Start of Provided information

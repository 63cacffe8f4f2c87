//! Thin transport adapters around the dispatcher.
//!
//! The dispatch core is transport-agnostic; an adapter's whole job is to
//! extract the question text, call [`crate::dispatch::Dispatcher::handle`]
//! and serialize the envelope or error back out.

pub mod stdio;
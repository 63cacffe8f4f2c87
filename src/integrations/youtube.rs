//! Video-platform comment reports (YouTube Data API).
//!
//! One intent: `youtube`. Resolves a video either directly by id or by a
//! search term, then fetches its top-level comment threads. The adapter
//! returns the comments as data; reading sentiment out of them is the
//! narration phase's job.

use std::sync::Arc;

use serde_json::{json, Value};

use super::{clamp_limit, read_json_response, AdapterError, IntentHandler, RawResult};
use crate::credentials;
use crate::dispatch::schema::{IntentRegistry, IntentSchema, ParamSpec, ResolvedQuery};

const API_BASE: &str = "https://www.googleapis.com/youtube/v3";

/// Client for the video data API.
#[derive(Debug, Clone)]
pub struct YouTubeClient {
    client: reqwest::Client,
    api_key: Option<String>,
    max_rows: usize,
}

impl YouTubeClient {
    /// Create a client.
    pub fn new(client: reqwest::Client, api_key: Option<String>, max_rows: usize) -> Self {
        Self {
            client,
            api_key,
            max_rows,
        }
    }

    fn key(&self) -> Result<&str, AdapterError> {
        self.api_key
            .as_deref()
            .ok_or(AdapterError::Credential(credentials::YOUTUBE_API_KEY))
    }

    /// Resolve a search term to the best-matching video id and title.
    async fn search_video(&self, term: &str) -> Result<Option<(String, String)>, AdapterError> {
        let key = self.key()?;
        let response = self
            .client
            .get(format!("{API_BASE}/search"))
            .query(&[
                ("part", "snippet"),
                ("q", term),
                ("type", "video"),
                ("maxResults", "1"),
                ("key", key),
            ])
            .send()
            .await?;
        let body = read_json_response(response).await?;
        Ok(first_video_match(&body))
    }

    /// Fetch top-level comment threads for a video.
    async fn comment_threads(&self, video_id: &str, limit: usize) -> Result<Value, AdapterError> {
        let key = self.key()?;
        let response = self
            .client
            .get(format!("{API_BASE}/commentThreads"))
            .query(&[
                ("part", "snippet"),
                ("videoId", video_id),
                ("maxResults", limit.to_string().as_str()),
                ("order", "relevance"),
                ("textFormat", "plainText"),
                ("key", key),
            ])
            .send()
            .await?;
        read_json_response(response).await
    }
}

// ---------------------------------------------------------------------------
// Response reshaping (pub for integration testing)
// ---------------------------------------------------------------------------

/// Extract `(video_id, title)` from a search response, if any hit.
#[doc(hidden)]
pub fn first_video_match(response: &Value) -> Option<(String, String)> {
    let item = response.get("items")?.as_array()?.first()?;
    let id = item.get("id")?.get("videoId")?.as_str()?.to_owned();
    let title = item
        .get("snippet")
        .and_then(|s| s.get("title"))
        .and_then(Value::as_str)
        .unwrap_or("")
        .to_owned();
    Some((id, title))
}

/// Reshape comment threads into comment records, capped at `max`.
#[doc(hidden)]
pub fn reshape_comments(response: &Value, max: usize) -> Vec<Value> {
    response
        .get("items")
        .and_then(Value::as_array)
        .map(|items| {
            items
                .iter()
                .take(max)
                .filter_map(|item| {
                    let snippet = item
                        .get("snippet")?
                        .get("topLevelComment")?
                        .get("snippet")?;
                    let text_field = |field: &str| {
                        snippet
                            .get(field)
                            .and_then(Value::as_str)
                            .unwrap_or("")
                            .to_owned()
                    };
                    Some(json!({
                        "autor": text_field("authorDisplayName"),
                        "texto": text_field("textDisplay"),
                        "curtidas": snippet.get("likeCount").and_then(Value::as_i64).unwrap_or(0),
                        "publicado_em": text_field("publishedAt"),
                    }))
                })
                .collect()
        })
        .unwrap_or_default()
}

// ---------------------------------------------------------------------------
// Handler and registration
// ---------------------------------------------------------------------------

/// Handler for the `youtube` intent.
struct CommentReportHandler {
    client: Arc<YouTubeClient>,
}

#[async_trait::async_trait]
impl IntentHandler for CommentReportHandler {
    async fn execute(&self, query: &ResolvedQuery) -> Result<RawResult, AdapterError> {
        let limit = clamp_limit(query.integer("limite"), self.client.max_rows);

        let explicit_id = query.text("video_id").trim().to_owned();
        let term = query.text("termo_busca").trim().to_owned();

        let (video_id, title) = if !explicit_id.is_empty() {
            (explicit_id, String::new())
        } else if !term.is_empty() {
            match self.client.search_video(&term).await? {
                Some(hit) => hit,
                None => return Ok(RawResult::Empty),
            }
        } else {
            return Err(AdapterError::Invalid(
                "nenhum vídeo especificado: informe video_id ou termo_busca".to_owned(),
            ));
        };

        let response = self.client.comment_threads(&video_id, limit).await?;
        let comments = reshape_comments(&response, limit);
        if comments.is_empty() {
            return Ok(RawResult::Empty);
        }

        let mut value = json!({
            "video_id": video_id,
            "total_comentarios": comments.len(),
            "comentarios": comments,
        });
        if !title.is_empty() {
            value["titulo"] = json!(title);
        }
        Ok(RawResult::object(value))
    }
}

/// Register the comment-report intent.
pub fn register(registry: &mut IntentRegistry, client: Arc<YouTubeClient>) {
    registry.register(
        IntentSchema::new(
            "youtube",
            "comentários de um vídeo, por id ou termo de busca, para análise de sentimento",
        )
        .param(ParamSpec::text("video_id", ""))
        .param(ParamSpec::text("termo_busca", ""))
        .param(ParamSpec::integer("limite", 20)),
        Arc::new(CommentReportHandler { client }),
    );
}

End of Provided information

*What to work on*. Please find every line in the records above that holds the word "ResolvedQuery" and copy it.

*Output of the task*.
use crate::dispatch::schema::{IntentRegistry, IntentSchema, ParamSpec, ResolvedQuery};
    async fn execute(&self, query: &ResolvedQuery) -> Result<RawResult, AdapterError> {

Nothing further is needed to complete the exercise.